Records for this task Block Start

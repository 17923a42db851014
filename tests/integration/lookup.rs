use crate::*;

use chordcast_core::message::{Dissemination, Role, Status};

#[tokio::test]
async fn lookup_waits_for_readiness_then_finds_publishers() {
    let cluster = Cluster::start(THREE).await.unwrap();
    let t1 = cluster.topic_owned_by("dht1");
    let t2 = cluster.topic_owned_by("dht2");

    let mut c1 = cluster.client("dht1").await.unwrap();
    c1.register(Role::Publisher, registrant("pub1", 7001), vec![t1.clone()])
        .await
        .unwrap();
    c1.register(Role::Publisher, registrant("pub2", 7002), vec![t2.clone()])
        .await
        .unwrap();

    let mut c3 = cluster.client("dht3").await.unwrap();
    let early = c3.lookup(vec![t1.clone()]).await.unwrap();
    assert_eq!(early.status, Status::CheckAgain);
    assert!(early.publishers.is_empty());

    c3.register(Role::Subscriber, registrant("sub1", 7003), vec![t1.clone()])
        .await
        .unwrap();

    let found = c3.lookup_when_ready(vec![t1], 20).await.unwrap();
    assert_eq!(found.status, Status::Success);
    assert_eq!(found.publishers, vec![registrant("pub1", 7001)]);

    let none = c3.lookup(vec!["nobody-publishes-this".into()]).await.unwrap();
    assert_eq!(none.status, Status::Success);
    assert!(none.publishers.is_empty());

    cluster.shutdown().await;
}

#[tokio::test]
async fn lookup_all_collects_every_publisher() {
    let cluster = Cluster::start(THREE).await.unwrap();
    let topics: Vec<String> = ["dht1", "dht2", "dht3"]
        .iter()
        .map(|id| cluster.topic_owned_by(id))
        .collect();

    let mut c = cluster.client("dht2").await.unwrap();
    for (i, topic) in topics.iter().enumerate() {
        let id = format!("pub{}", i + 1);
        c.register(Role::Publisher, registrant(&id, 7000 + i as u16), vec![topic.clone()])
            .await
            .unwrap();
    }
    // A publisher split over two owners is still one publisher.
    c.register(Role::Publisher, registrant("pub1", 7000), topics.clone())
        .await
        .unwrap();
    c.register(Role::Subscriber, registrant("sub1", 7100), vec![topics[0].clone()])
        .await
        .unwrap();

    let all = cluster.client("dht1").await.unwrap().lookup_all().await.unwrap();
    assert_eq!(all.status, Status::Success);
    let mut ids: Vec<_> = all.publishers.iter().map(|p| p.id.as_str()).collect();
    ids.sort();
    assert_eq!(ids, vec!["pub1", "pub2", "pub3"]);

    cluster.shutdown().await;
}

#[tokio::test]
async fn broker_dissemination_hands_out_brokers() {
    let cluster = Cluster::start_with(THREE, &[], |c| c.dissemination = Dissemination::Broker)
        .await
        .unwrap();
    let t1 = cluster.topic_owned_by("dht1");

    let mut c = cluster.client("dht2").await.unwrap();
    c.register(Role::Publisher, registrant("pub1", 7001), vec![t1.clone()])
        .await
        .unwrap();
    c.register(Role::Subscriber, registrant("sub1", 7002), vec![t1.clone()])
        .await
        .unwrap();

    let mut c3 = cluster.client("dht3").await.unwrap();
    // Publishers and subscribers alone do not satisfy a broker quorum.
    assert!(!c3.is_ready().await.unwrap());

    c3.register(Role::Broker, registrant("broker1", 7500), vec![])
        .await
        .unwrap();
    assert!(c3.is_ready().await.unwrap());

    let resp = cluster.client("dht1").await.unwrap().lookup(vec![t1]).await.unwrap();
    assert_eq!(resp.status, Status::Success);
    assert_eq!(resp.publishers, vec![registrant("broker1", 7500)]);

    cluster.shutdown().await;
}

Records for this task Block End

**Work item:**
Once you find the string "async" in a line of the records, copy that line.

**Answer for this exercise:**
async fn lookup_waits_for_readiness_then_finds_publishers() {
async fn lookup_all_collects_every_publisher() {
async fn broker_dissemination_hands_out_brokers() {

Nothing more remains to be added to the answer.